Raymond HOOD (1881-1934) est le concepteur de cet espace et c'est lui qui coordonne le collectif d'architectes présents sur le projet. Pour lui, il s'agit de concevoir, selon une idée moderniste, une ville où tout est prévu si bien que l'on n'a pas besoin d'en sortir : travail, culture, commerce, promenade. Il nomme cela « l'architecture de la congestion » et veut créer « une nouvelle Babel ».

Cet ensemble est le fruit du mécénat total de John D. ROCKEFELLER Junior, philanthrope qui vit dans la grande idée de faire le bonheur des gens. Le Radio City Hall s'y installe en 1932 , l'espace est complété par la suite puisqu'il comprend maintenant 20 immeubles.

La grande esplanade qui sert de terrasse aux cafés l'été et de patinoire l'hiver est ornée d'une très belle sculpture de Paul MANSHIP représentant Prométhée. Le thème est symbolique : Prométhée est Chrysler Building, celui qui donne le feu aux hommes et, par là, un nouveau moyen de vivre , c'est exactement ce que veut faire le concepteur du Rockefeller Center.

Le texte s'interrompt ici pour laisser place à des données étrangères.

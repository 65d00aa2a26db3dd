//! Slotkeeper Core Library
//!
//! Keeps a fixed pool of inference-server slots mapped to chat participants,
//! persists each slot's KV cache to named blobs, rotates old blobs, and
//! coordinates autosave, batch preload and heartbeat around host events.

pub mod activity;
pub mod autosave;
pub mod config;
pub mod engine;
pub mod error;
pub mod gateway;
pub mod heartbeat;
pub mod lifecycle;
pub mod manager;
pub mod naming;
pub mod notify;
pub mod pool;
pub mod preload;
pub mod rotation;

#[cfg(test)]
pub(crate) mod testing;

// Re-export commonly used types
pub use activity::ActivityState;
pub use autosave::{AutosaveOutcome, AutosaveScheduler};
pub use config::{ConfigLoader, SlotkeeperConfig};
pub use engine::{GenerationEngine, GenerationOutput, GenerationRequest, LlamaCompletionEngine};
pub use error::{ErrorKind, SlotkeeperError, SlotkeeperResult};
pub use gateway::{BlobEntry, BlobStore, HttpBlobStore, HttpSlotBackend, SlotBackend, SlotStatus};
pub use heartbeat::{HeartbeatScheduler, HeartbeatTick};
pub use lifecycle::{CacheLifecycle, ClearSummary, FlushSummary, SaveGroup, SavedCache};
pub use manager::{ChatChangeOutcome, ChatPhase, SlotManager};
pub use naming::CacheBlobName;
pub use notify::{NoticeLevel, Notifier, NoopNotifier, TracingNotifier};
pub use pool::{GenerationKind, ParticipantId, SlotPool};
pub use preload::{PreloadJob, PreloadObserver, PreloadOrchestrator, SilentObserver};
pub use rotation::{RotationPolicy, RotationReport};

Le style est typiquement art-déco ainsi que toute l'ornementation et la décoration du centre. De nombreux artistes y travaillent. Une figure de la Sagesse couronne une des entrées. Elle est l'œ,uvre de Lee LAWRIE comme l'est également cette statue d'Atlas supportant le monde devant l'International building : puissance, simplification des formes, on peut faire un parallèle avec BOURDELLE. D'autres figures décorent les bâtiments, la Paix, Mercure, la Fertilité, selon un vocabulaire symbolique tiré de la mythologie ou de l'allégorie, mais toujours avec une connotation positive. On est au lendemain du grand marasme économique et l'on veut croire à un avenir meilleur. C'est le lieu de New York où l'on sent le mieux que l'architecture, la décoration et l'organisation des espaces sont vraiment fondées sur un programme intellectuel.

Central Park

• Mais le véritable poumon vert de New-York, c'est Central Park. Conçu en 1858 par Frédéric LAW OLMSTED et surtout Calvert VAUX, il prend la place d'espaces plus ou moins à l'abandon (carrières, porcheries, bidonvilles). 340 ha de parc sont créés avec un apport colossal de terre, 500 000 arbres de nos jours, des étendues d'eau, une flore extraordinaire.

Une vue de 1863 nous montre le Central Park de l'époque, conçu dès l'origine comme nous le connaissons aujourd'hui. Le Bow bridge est un des sept ponts de fonte, il est dû à Calvert VAUX. C'est un endroit de détente et de plaisir cher au cœ,ur des New-yorkais, où la sécurité est plus grande qu'il y a quelques années et où les célèbres écureuils s'ébattent en liberté. Le contraste entre l'océan de verdure et les gratte-ciel qui l'entourent est saisissant.

Il n'y a pas que des gratte-ciel à New-York et la ville propose aux promeneurs d'autres bâtiments de dimensions plus modestes : les brownstones sont des maisons particulières du XIXème siècle qui sont en fait des petits immeubles d'habitation. Elles sont nombreuses dans les quartiers résidentiels, en particulier à Chelsea et doivent leur nom à leurs façades recouvertes de grès brun, très utilisé à l'époque. On le faisait venir des carrières de la vallée du Connecticut ou des rives de la Hackensack dans le New Jersey.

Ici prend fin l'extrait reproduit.